- Activity -
Write down each entry precisely as given.

====== Available data

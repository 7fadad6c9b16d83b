//! Batch ranking of a directory of statements
//!
//! Every matching file is analyzed independently (in parallel on the
//! current rayon pool), then the results are stable-sorted by descending
//! risk score so ties keep file-name order. Files without words and files
//! that cannot be read are skipped and reported, never fatal.

use crate::engine::MetricsEngine;
use crate::models::{AnalysisResult, Verdict};
use rayon::prelude::*;
use serde::Serialize;
use std::path::{Path, PathBuf};
use thiserror::Error;
use tracing::{debug, warn};

/// Default statement file extension
pub const DEFAULT_EXTENSION: &str = "txt";

/// Errors locating the statements to rank
#[derive(Error, Debug)]
pub enum BatchError {
    #[error("Not a directory: {0}")]
    NotADirectory(PathBuf),

    #[error("Failed to list {path}: {source}")]
    ReadDir {
        path: PathBuf,
        #[source]
        source: std::io::Error,
    },
}

/// One ranked statement
#[derive(Debug, Clone, PartialEq, Serialize)]
pub struct BatchEntry {
    /// 1-based position in the ranking
    pub rank: usize,
    pub file_name: String,
    pub risk_score: u32,
    pub total_words: usize,
    pub verdict: Verdict,
}

/// Why a file did not make it into the ranking
#[derive(Debug, Clone, PartialEq, Serialize)]
#[serde(tag = "kind", content = "detail", rename_all = "snake_case")]
pub enum SkipReason {
    NoWords,
    Unreadable(String),
}

impl std::fmt::Display for SkipReason {
    fn fmt(&self, f: &mut std::fmt::Formatter<'_>) -> std::fmt::Result {
        match self {
            SkipReason::NoWords => write!(f, "no words to analyze"),
            SkipReason::Unreadable(e) => write!(f, "unreadable: {}", e),
        }
    }
}

#[derive(Debug, Clone, PartialEq, Serialize)]
pub struct SkippedFile {
    pub file_name: String,
    pub reason: SkipReason,
}

/// Ranking across all statements of a directory
#[derive(Debug, Clone, Serialize)]
pub struct BatchRanking {
    pub directory: PathBuf,
    pub entries: Vec<BatchEntry>,
    pub skipped: Vec<SkippedFile>,
}

impl BatchRanking {
    /// `(file name, risk score)` pairs in rank order, as fed to the chart
    pub fn scores(&self) -> Vec<(&str, u32)> {
        self.entries
            .iter()
            .map(|e| (e.file_name.as_str(), e.risk_score))
            .collect()
    }
}

/// List regular files with the given extension, sorted by file name.
///
/// Non-recursive. Name order stands in for directory listing order so
/// runs are reproducible across platforms.
pub fn collect_statement_files(dir: &Path, extension: &str) -> Result<Vec<PathBuf>, BatchError> {
    if !dir.is_dir() {
        return Err(BatchError::NotADirectory(dir.to_path_buf()));
    }
    let read_dir = std::fs::read_dir(dir).map_err(|source| BatchError::ReadDir {
        path: dir.to_path_buf(),
        source,
    })?;

    let extension = extension.trim_start_matches('.');
    let mut files: Vec<PathBuf> = read_dir
        .filter_map(|entry| entry.ok())
        .map(|entry| entry.path())
        .filter(|path| path.is_file())
        .filter(|path| path.extension().and_then(|e| e.to_str()) == Some(extension))
        .collect();
    files.sort_by(|a, b| a.file_name().cmp(&b.file_name()));

    debug!("Found {} .{} files in {}", files.len(), extension, dir.display());
    Ok(files)
}

/// Stable sort of analyzed statements by descending risk score.
///
/// Equal scores keep their input order.
pub fn rank_results(results: Vec<(String, AnalysisResult)>) -> Vec<BatchEntry> {
    let mut entries: Vec<BatchEntry> = results
        .into_iter()
        .map(|(file_name, result)| BatchEntry {
            rank: 0,
            file_name,
            risk_score: result.risk_score,
            total_words: result.total_words,
            verdict: Verdict::from_score(result.risk_score),
        })
        .collect();
    entries.sort_by(|a, b| b.risk_score.cmp(&a.risk_score));
    for (i, entry) in entries.iter_mut().enumerate() {
        entry.rank = i + 1;
    }
    entries
}

enum Outcome {
    Analyzed(String, AnalysisResult),
    Skipped(SkippedFile),
}

fn file_name_of(path: &Path) -> String {
    path.file_name()
        .map(|n| n.to_string_lossy().into_owned())
        .unwrap_or_else(|| path.display().to_string())
}

/// Analyze and rank the given files, calling `on_file` after each one
pub fn rank_files<F>(engine: &MetricsEngine, directory: &Path, files: &[PathBuf], on_file: F) -> BatchRanking
where
    F: Fn(&Path) + Sync,
{
    let outcomes: Vec<Outcome> = files
        .par_iter()
        .map(|path| {
            let file_name = file_name_of(path);
            let outcome = match std::fs::read_to_string(path) {
                Ok(text) => match engine.analyze(&text) {
                    Some(result) => Outcome::Analyzed(file_name, result),
                    None => {
                        debug!("Skipping {}: no words", path.display());
                        Outcome::Skipped(SkippedFile {
                            file_name,
                            reason: SkipReason::NoWords,
                        })
                    }
                },
                Err(e) => {
                    warn!("Skipping {}: {}", path.display(), e);
                    Outcome::Skipped(SkippedFile {
                        file_name,
                        reason: SkipReason::Unreadable(e.to_string()),
                    })
                }
            };
            on_file(path);
            outcome
        })
        .collect();

    let mut analyzed = Vec::with_capacity(outcomes.len());
    let mut skipped = Vec::new();
    for outcome in outcomes {
        match outcome {
            Outcome::Analyzed(name, result) => analyzed.push((name, result)),
            Outcome::Skipped(s) => skipped.push(s),
        }
    }

    BatchRanking {
        directory: directory.to_path_buf(),
        entries: rank_results(analyzed),
        skipped,
    }
}

/// Rank every statement file with `extension` in `dir`
pub fn rank_directory(
    engine: &MetricsEngine,
    dir: &Path,
    extension: &str,
) -> Result<BatchRanking, BatchError> {
    let files = collect_statement_files(dir, extension)?;
    Ok(rank_files(engine, dir, &files, |_| {}))
}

============

- Task answer -
repository 7fadad6c9b16d83b
//! Batch ranking of a directory of statements
//!
//! Every matching file is analyzed independently (in parallel on the
//! current rayon pool), then the results are stable-sorted by descending
//! risk score so ties keep file-name order. Files without words and files
//! that cannot be read are skipped and reported, never fatal.

use crate::engine::MetricsEngine;
use crate::models::{AnalysisResult, Verdict};
use rayon::prelude::*;
use serde::Serialize;
use std::path::{Path, PathBuf};
use thiserror::Error;
use tracing::{debug, warn};

/// Default statement file extension
pub const DEFAULT_EXTENSION: &str = "txt";

/// Errors locating the statements to rank
#[derive(Error, Debug)]
pub enum BatchError {
    #[error("Not a directory: {0}")]
    NotADirectory(PathBuf),

    #[error("Failed to list {path}: {source}")]
    ReadDir {
        path: PathBuf,
        #[source]
        source: std::io::Error,
    },
}

/// One ranked statement
#[derive(Debug, Clone, PartialEq, Serialize)]
pub struct BatchEntry {
    /// 1-based position in the ranking
    pub rank: usize,
    pub file_name: String,
    pub risk_score: u32,
    pub total_words: usize,
    pub verdict: Verdict,
}

/// Why a file did not make it into the ranking
#[derive(Debug, Clone, PartialEq, Serialize)]
#[serde(tag = "kind", content = "detail", rename_all = "snake_case")]
pub enum SkipReason {
    NoWords,
    Unreadable(String),
}

impl std::fmt::Display for SkipReason {
    fn fmt(&self, f: &mut std::fmt::Formatter<'_>) -> std::fmt::Result {
        match self {
            SkipReason::NoWords => write!(f, "no words to analyze"),
            SkipReason::Unreadable(e) => write!(f, "unreadable: {}", e),
        }
    }
}

#[derive(Debug, Clone, PartialEq, Serialize)]
pub struct SkippedFile {
    pub file_name: String,
    pub reason: SkipReason,
}

/// Ranking across all statements of a directory
#[derive(Debug, Clone, Serialize)]
pub struct BatchRanking {
    pub directory: PathBuf,
    pub entries: Vec<BatchEntry>,
    pub skipped: Vec<SkippedFile>,
}

impl BatchRanking {
    /// `(file name, risk score)` pairs in rank order, as fed to the chart
    pub fn scores(&self) -> Vec<(&str, u32)> {
        self.entries
            .iter()
            .map(|e| (e.file_name.as_str(), e.risk_score))
            .collect()
    }
}

/// List regular files with the given extension, sorted by file name.
///
/// Non-recursive. Name order stands in for directory listing order so
/// runs are reproducible across platforms.
pub fn collect_statement_files(dir: &Path, extension: &str) -> Result<Vec<PathBuf>, BatchError> {
    if !dir.is_dir() {
        return Err(BatchError::NotADirectory(dir.to_path_buf()));
    }
    let read_dir = std::fs::read_dir(dir).map_err(|source| BatchError::ReadDir {
        path: dir.to_path_buf(),
        source,
    })?;

    let extension = extension.trim_start_matches('.');
    let mut files: Vec<PathBuf> = read_dir
        .filter_map(|entry| entry.ok())
        .map(|entry| entry.path())
        .filter(|path| path.is_file())
        .filter(|path| path.extension().and_then(|e| e.to_str()) == Some(extension))
        .collect();
    files.sort_by(|a, b| a.file_name().cmp(&b.file_name()));

    debug!("Found {} .{} files in {}", files.len(), extension, dir.display());
    Ok(files)
}

/// Stable sort of analyzed statements by descending risk score.
///
/// Equal scores keep their input order.
pub fn rank_results(results: Vec<(String, AnalysisResult)>) -> Vec<BatchEntry> {
    let mut entries: Vec<BatchEntry> = results
        .into_iter()
        .map(|(file_name, result)| BatchEntry {
            rank: 0,
            file_name,
            risk_score: result.risk_score,
            total_words: result.total_words,
            verdict: Verdict::from_score(result.risk_score),
        })
        .collect();
    entries.sort_by(|a, b| b.risk_score.cmp(&a.risk_score));
    for (i, entry) in entries.iter_mut().enumerate() {
        entry.rank = i + 1;
    }
    entries
}

enum Outcome {
    Analyzed(String, AnalysisResult),
    Skipped(SkippedFile),
}

fn file_name_of(path: &Path) -> String {
    path.file_name()
        .map(|n| n.to_string_lossy().into_owned())
        .unwrap_or_else(|| path.display().to_string())
}

/// Analyze and rank the given files, calling `on_file` after each one
pub fn rank_files<F>(engine: &MetricsEngine, directory: &Path, files: &[PathBuf], on_file: F) -> BatchRanking
where
    F: Fn(&Path) + Sync,
{
    let outcomes: Vec<Outcome> = files
        .par_iter()
        .map(|path| {
            let file_name = file_name_of(path);
            let outcome = match std::fs::read_to_string(path) {
                Ok(text) => match engine.analyze(&text) {
                    Some(result) => Outcome::Analyzed(file_name, result),
                    None => {
                        debug!("Skipping {}: no words", path.display());
                        Outcome::Skipped(SkippedFile {
                            file_name,
                            reason: SkipReason::NoWords,
                        })
                    }
                },
                Err(e) => {
                    warn!("Skipping {}: {}", path.display(), e);
                    Outcome::Skipped(SkippedFile {
                        file_name,
                        reason: SkipReason::Unreadable(e.to_string()),
                    })
                }
            };
            on_file(path);
            outcome
        })
        .collect();

    let mut analyzed = Vec::with_capacity(outcomes.len());
    let mut skipped = Vec::new();
    for outcome in outcomes {
        match outcome {
            Outcome::Analyzed(name, result) => analyzed.push((name, result)),
            Outcome::Skipped(s) => skipped.push(s),
        }
    }

    BatchRanking {
        directory: directory.to_path_buf(),
        entries: rank_results(analyzed),
        skipped,
    }
}

/// Rank every statement file with `extension` in `dir`
pub fn rank_directory(
    engine: &MetricsEngine,
    dir: &Path,
    extension: &str,
) -> Result<BatchRanking, BatchError> {
    let files = collect_statement_files(dir, extension)?;
    Ok(rank_files(engine, dir, &files, |_| {}))
}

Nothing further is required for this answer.